На рубеже XVIII-XIX веков Испания переживает ряд тяжелых катаклизмов. Свидетелем и невольным участником трагических событий этого времени становится художник Франсиско Гойя (Стеллан Скарсгард). Его модель, девушку по имени Инесс (Натали Портман), по обвинению в ереси хватает инквизиция. Попытки художника, с помощью своего влиятельного друга, брата Лоренцо (Хавьер Бардем), вызволить Инесс из темницы оканчиваются неудачей. Проходят годы, в Испанию вторгается армия Наполеона, а Гойя в результате болезни теряет слух. Теперь судьба готовит художнику встречу с призраками прошлого.«Портрет эпохи»
Вопреки названию, в новом фильме Формана мало призрачного. Яркие краски, монументальные декорации и тяжеловесная прямота авторской идеи – все это лишает «Призраков» какой бы то ни было связи с потусторонним миром. Картины Гойи фигурируют здесь в качестве факультативного художественного средства и служат цели придать большую объемность смутной эпохе. Пространство творческих фантазий художника, его почти мистических откровений, остается не освоенным ни на пядь. Гойя в фильме – удобный персонаж для выражения позиции режиссера: позиции скорбящего наблюдателя. Время идет, меняются властители, эпохи, идеологии. Течение истории выбирает новое русло, не заботясь о судьбах отдельных людей, которых уносит потоком и погребает на дне. Что может художник? Лишь наблюдать, горестно качая головой, и фиксировать с максимальной точностью все происходящее. Как если бы он был лишь историком, отказавшимся от объективности.

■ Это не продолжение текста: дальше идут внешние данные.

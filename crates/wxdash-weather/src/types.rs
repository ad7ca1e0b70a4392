use serde::{Deserialize, Serialize};
use wxdash_core::{AppError, ForecastError};
use wxdash_worker::HostError;

/// A geocoded place.
#[derive(Debug, Clone, PartialEq, Serialize, Deserialize)]
pub struct Place {
    pub name: String,
    #[serde(default)]
    pub country: Option<String>,
    pub latitude: f64,
    pub longitude: f64,
}

impl Place {
    /// "Berlin, Germany", or just the name when the country is unknown.
    pub fn label(&self) -> String {
        match &self.country {
            Some(country) if !country.is_empty() => format!("{}, {}", self.name, country),
            _ => self.name.clone(),
        }
    }
}

/// One day of the daily forecast.
#[derive(Debug, Clone, PartialEq, Serialize, Deserialize)]
pub struct DaySummary {
    pub date: String,
    pub temp_min: Option<f64>,
    pub temp_max: Option<f64>,
    pub humidity_mean: Option<f64>,
    /// m/s
    pub wind_speed_max: Option<f64>,
    /// Degrees
    pub wind_direction: Option<f64>,
    pub weather_code: Option<i64>,
}

impl DaySummary {
    pub fn description(&self) -> Option<&'static str> {
        self.weather_code.map(describe_weather_code)
    }
}

/// Forecast bundle for one place. `hourly` and `daily` are the API payloads
/// as returned.
#[derive(Debug, Clone, PartialEq, Serialize, Deserialize)]
pub struct Forecast {
    pub place: Place,
    pub hourly: serde_json::Value,
    pub daily: serde_json::Value,
}

impl Forecast {
    /// Daily series zipped into per-day rows. Missing series read as `None`.
    pub fn days(&self) -> Vec<DaySummary> {
        let daily = &self.daily["daily"];
        let series = |field: &str, i: usize| daily[field].get(i).and_then(|v| v.as_f64());

        daily["time"]
            .as_array()
            .map(|times| {
                times
                    .iter()
                    .enumerate()
                    .map(|(i, time)| DaySummary {
                        date: time.as_str().unwrap_or_default().to_string(),
                        temp_min: series("temperature_2m_min", i),
                        temp_max: series("temperature_2m_max", i),
                        humidity_mean: series("relative_humidity_2m_mean", i),
                        wind_speed_max: series("wind_speed_10m_max", i),
                        wind_direction: series("wind_direction_10m_dominant", i),
                        weather_code: daily["weather_code"].get(i).and_then(|v| v.as_i64()),
                    })
                    .collect()
            })
            .unwrap_or_default()
    }

    /// Advisory for the first day of the daily series.
    pub fn advisory(&self) -> Option<Advisory> {
        self.days()
            .first()
            .and_then(DaySummary::description)
            .and_then(Advisory::for_description)
    }
}

/// Open-Meteo WMO weather code to short text.
/// See: https://open-meteo.com/en/docs#weathervariables
pub fn describe_weather_code(code: i64) -> &'static str {
    match code {
        0 => "Clear sky",
        1 => "Mainly clear",
        2 => "Partly cloudy",
        3 => "Overcast",
        45 => "Fog",
        48 => "Depositing rime fog",
        51 => "Light drizzle",
        53 => "Moderate drizzle",
        55 => "Dense drizzle",
        56 => "Light freezing drizzle",
        57 => "Dense freezing drizzle",
        61 => "Slight rain",
        63 => "Rain",
        65 => "Heavy rain",
        66 => "Light freezing rain",
        67 => "Heavy freezing rain",
        71 => "Slight snow",
        73 => "Snow",
        75 => "Heavy snow",
        77 => "Snow grains",
        80 => "Rain showers",
        81 => "Heavy rain showers",
        82 => "Violent rain showers",
        85 => "Snow showers",
        86 => "Heavy snow showers",
        95 => "Thunderstorm",
        96 => "Thunderstorm with hail",
        99 => "Thunderstorm with heavy hail",
        _ => "—",
    }
}

#[derive(Debug, Clone, Copy, PartialEq, Eq)]
pub enum AdvisoryLevel {
    Info,
    Warning,
}

/// Short safety hint derived from a weather description.
#[derive(Debug, Clone, PartialEq, Eq)]
pub struct Advisory {
    pub level: AdvisoryLevel,
    pub message: &'static str,
}

impl Advisory {
    pub fn for_description(description: &str) -> Option<Self> {
        let text = description.to_lowercase();
        let (level, message) = if text.contains("thunder") {
            (
                AdvisoryLevel::Warning,
                "Thunderstorm expected. Stay indoors and avoid open areas.",
            )
        } else if text.contains("snow") {
            (
                AdvisoryLevel::Warning,
                "Snow conditions expected. Drive carefully and dress warm.",
            )
        } else if text.contains("rain") || text.contains("drizzle") || text.contains("shower") {
            (AdvisoryLevel::Info, "Rainy conditions. Carry an umbrella.")
        } else if text.contains("wind") {
            (
                AdvisoryLevel::Info,
                "Windy conditions. Secure loose items outdoors.",
            )
        } else {
            return None;
        };
        Some(Self { level, message })
    }
}

/// Weather client errors
#[derive(Debug, thiserror::Error)]
pub enum WeatherError {
    #[error("Please enter a city name")]
    EmptyQuery,

    #[error("City not found: {0}")]
    LocationNotFound(String),

    /// The worker answered with its offline error: no network and no usable
    /// cached copy.
    #[error("Offline: {0}")]
    Offline(String),

    #[error("{message}: {status}")]
    Api { status: u16, message: String },

    #[error("Parse error: {0}")]
    Parse(String),

    #[error(transparent)]
    Host(#[from] HostError),
}

impl From<WeatherError> for AppError {
    fn from(e: WeatherError) -> Self {
        match e {
            WeatherError::EmptyQuery => ForecastError::PlaceNotFound(String::new()).into(),
            WeatherError::LocationNotFound(query) => ForecastError::PlaceNotFound(query).into(),
            WeatherError::Offline(msg) => ForecastError::Offline(msg).into(),
            WeatherError::Api { status: 503, .. } => ForecastError::Unavailable.into(),
            e @ WeatherError::Api { .. } => ForecastError::Rejected(e.to_string()).into(),
            WeatherError::Parse(msg) => ForecastError::Rejected(msg).into(),
            WeatherError::Host(HostError::Network(e)) => e.into(),
            WeatherError::Host(e @ HostError::Closed) => AppError::Other(e.into()),
        }
    }
}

Что касается режиссера, то он от объективности не отказывается, а напротив, плавно к ней приходит. В «Призраках Гойи» мы можем наблюдать странный синтез между отголосками нонконформизма прежнего Формана и исторической беспристрастностью Формана нового, который снимает свой фильм после семилетнего перерыва. С одной стороны, режиссер остается верен себе. Достаточно одного взгляда на его инквизиторов, и с их демонически-мрачными физиономиями и нелепыми обвинениями, чтобы понять, как Форман ненавидит безмозглую систему, ломающую жизни людей. Не меньше, чем 30 лет назад, когда в его фильме МакМерфи остервенело душил медицинскую сестру. Но чем больше проходит экранного времени «Призраков», тем тише звучит голос обвинителя. Система рушится под натиском другой системы, мир по-прежнему полон лжи и насилия, и потерянного не вернуть: полубезумная старуха Инесс уже никогда не станет прежней красавицей. С этим остается только смириться. Что же остается в сухом остатке? Скучный вывод о том, что история – явление сложное: есть в ней место жестокости, есть место и справедливости, и все идет своим чередом. Едва ли это станет самым неожиданным открытием в жизни любого зрителя.
«Призраки Гойи» предстают картиной масштабной, визуально богатой, стройно выстроенной, но при этом – довольно бедной в эмоциональном плане. Виной тому – отсутствие протагониста. Ведущие персонажи фильма – Гойя, Инесс, Лоренцо – то выходят на первый план, то, в прямом смысле, уходят в тень: исчезают из страны или теряются в подземелье. Их можно назвать главными героями, но в то же время их роли ни на минуту не перестают быть эпизодическими. Такой уж ракурс выбрал режиссер: история, показанная в фильме – всего лишь мимолетный эпизод Истории. Может быть, из-за этого менее эффектной выглядит актерская игра, хотя и Портман, и особенно Бардем работают на высоком уровне.
Режиссер мастерски разрабатывает в своей картине проблему личности и истории, сплетая судьбы своих героев с судьбой Испании рубежа XVIII-XIX веков. Здесь Форман по-прежнему далек от тривиальности: вопрос не сводит к влиянию исторических перемен на конкретного человека. Люди рассмотрены в фильме как молекулы истории, как ее составные части, движущая сила и одновременно зеркало. Гойя запечатлевает своих современников на картинах. Время меняется, картины остаются. А их персонажи становятся призраками, печальными видениями перед глазами оглохшего художника. Трагическая связь между тенями, которые когда-то были людьми, и фигурой Гойи отчетливее всего чувствуется в последнем эпизоде фильма. Маленькая похоронная процессия, состоящая из повозки с телом казненного и пляшущих вокруг детей, идет по пустой средневековой улочке. Завершает шествие одинокая фигура художника. Все это, совершенно неожиданно, больше напоминает финал бергмановской «Седьмой печати», чем сцену похорон из «Амадея» самого Формана.